Mixing pastry dough refers to the use of oil, flour, eggs, sugar, salt as raw materials, the use of mixer or egg mixer and other mixing equipment, through the corresponding mixing method for mixing, finally using scraper, scraper and other tools, for kneading dough, made into a dough.
The stirring methods are sugar oil stirring and powder oil stirring.
Sugar oil mixing method is to mix sugar powder and grease together and then add eggs, flour and other raw materials to mix evenly into a ball.
This method is one of the most common methods of mixing pastry dough.
It can be used to make mixed pastry, such as tower, pie, pie and biscuits.
Powder oil mixing method is to mix flour and grease together, until the oil and flour are fully mixed, then add sugar powder, egg and other raw materials to mix evenly into a ball.

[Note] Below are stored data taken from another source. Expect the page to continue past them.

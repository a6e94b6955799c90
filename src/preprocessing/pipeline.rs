//! Составной препроцессор: числовая и категориальная ветки

use ndarray::{concatenate, Array2, Axis};
use serde::{Deserialize, Serialize};
use std::fs;
use std::path::Path;

use crate::error::{PipelineError, TransformError};
use crate::preprocessing::{MedianImputer, ModeImputer, OneHotEncoder, VarianceScaler};
use crate::types::{FeatureFrame, CATEGORICAL_COLUMNS, NUMERIC_COLUMNS};

/// Препроцессор табличных признаков.
///
/// Числовая ветка: медианная импутация, затем масштабирование без
/// центрирования. Категориальная ветка: импутация модой, one-hot
/// кодирование, масштабирование индикаторных колонок. Выходы веток
/// конкатенируются: сначала числовые колонки в порядке схемы, затем
/// индикаторные.
///
/// До `fit` объект не содержит выученного состояния; после - статистики
/// обучающей выборки фиксируются, `transform` принимает `&self` и
/// параметры изменить не может.
#[derive(Debug, Clone, Serialize, Deserialize)]
pub struct ColumnPreprocessor {
    numeric_imputer: MedianImputer,
    numeric_scaler: VarianceScaler,
    categorical_imputer: ModeImputer,
    encoder: OneHotEncoder,
    indicator_scaler: VarianceScaler,
    is_fitted: bool,
}

impl ColumnPreprocessor {
    pub fn new() -> Self {
        Self {
            numeric_imputer: MedianImputer::new(),
            numeric_scaler: VarianceScaler::new(),
            categorical_imputer: ModeImputer::new(),
            encoder: OneHotEncoder::new(
                CATEGORICAL_COLUMNS.iter().map(|c| c.to_string()).collect(),
            ),
            indicator_scaler: VarianceScaler::new(),
            is_fitted: false,
        }
    }

    /// Учит все статистики на переданной (обучающей) выборке
    pub fn fit(&mut self, frame: &FeatureFrame) -> Result<(), PipelineError> {
        if frame.n_rows() == 0 {
            return Err(PipelineError::EmptyInput("no rows to fit".to_string()));
        }

        self.numeric_imputer.fit(&frame.numeric)?;
        let numeric = self.numeric_imputer.transform(&frame.numeric)?;
        self.numeric_scaler.fit(&numeric)?;

        self.categorical_imputer.fit(&frame.categorical)?;
        let filled = self.categorical_imputer.transform(&frame.categorical)?;
        self.encoder.fit(&filled)?;
        let indicators = self.encoder.transform(&filled)?;
        self.indicator_scaler.fit(&indicators)?;

        self.is_fitted = true;
        Ok(())
    }

    /// Применяет выученные параметры без дообучения
    pub fn transform(&self, frame: &FeatureFrame) -> Result<Array2<f64>, PipelineError> {
        if !self.is_fitted {
            return Err(PipelineError::NotFitted);
        }

        let numeric = self.numeric_imputer.transform(&frame.numeric)?;
        let numeric = self.numeric_scaler.transform(&numeric)?;

        let filled = self.categorical_imputer.transform(&frame.categorical)?;
        let indicators = self.encoder.transform(&filled)?;
        let indicators = self.indicator_scaler.transform(&indicators)?;

        Ok(concatenate![Axis(1), numeric, indicators])
    }

    pub fn fit_transform(&mut self, frame: &FeatureFrame) -> Result<Array2<f64>, PipelineError> {
        self.fit(frame)?;
        self.transform(frame)
    }

    pub fn is_fitted(&self) -> bool {
        self.is_fitted
    }

    /// Ширина выходной матрицы после обучения
    pub fn output_width(&self) -> Option<usize> {
        self.encoder
            .output_width()
            .map(|w| NUMERIC_COLUMNS.len() + w)
    }

    /// Сохраняет обученный препроцессор в бинарный артефакт
    pub fn save(&self, path: &Path) -> Result<(), TransformError> {
        if let Some(parent) = path.parent() {
            if !parent.as_os_str().is_empty() {
                fs::create_dir_all(parent).map_err(|e| TransformError::persistence(path, e))?;
            }
        }
        let encoded =
            bincode::serialize(self).map_err(|e| TransformError::persistence(path, e))?;
        fs::write(path, encoded).map_err(|e| TransformError::persistence(path, e))
    }

    /// Загружает препроцессор из артефакта для переиспользования на инференсе
    pub fn load(path: &Path) -> Result<Self, TransformError> {
        let data = fs::read(path).map_err(|e| TransformError::persistence(path, e))?;
        bincode::deserialize(&data).map_err(|e| TransformError::persistence(path, e))
    }
}

impl Default for ColumnPreprocessor {
    fn default() -> Self {
        Self::new()
    }
}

Mixed pastry prepared by mixing flour and oil, used in meat batch (pie), small tower, row, etc., can be made with special requirements of crisp products, such as cookies.
Dough is the process of rolling and kneading dough by mixing powder with liquid ingredients or other auxiliary materials. It is the initial procedure and an important link in the whole pastry making process.
The quality of the surface directly affects the quality of the finished product and the smooth process of pastry making.
The dough is generally divided into four methods: fold over, push over, fold over and push over, fold over and fold over.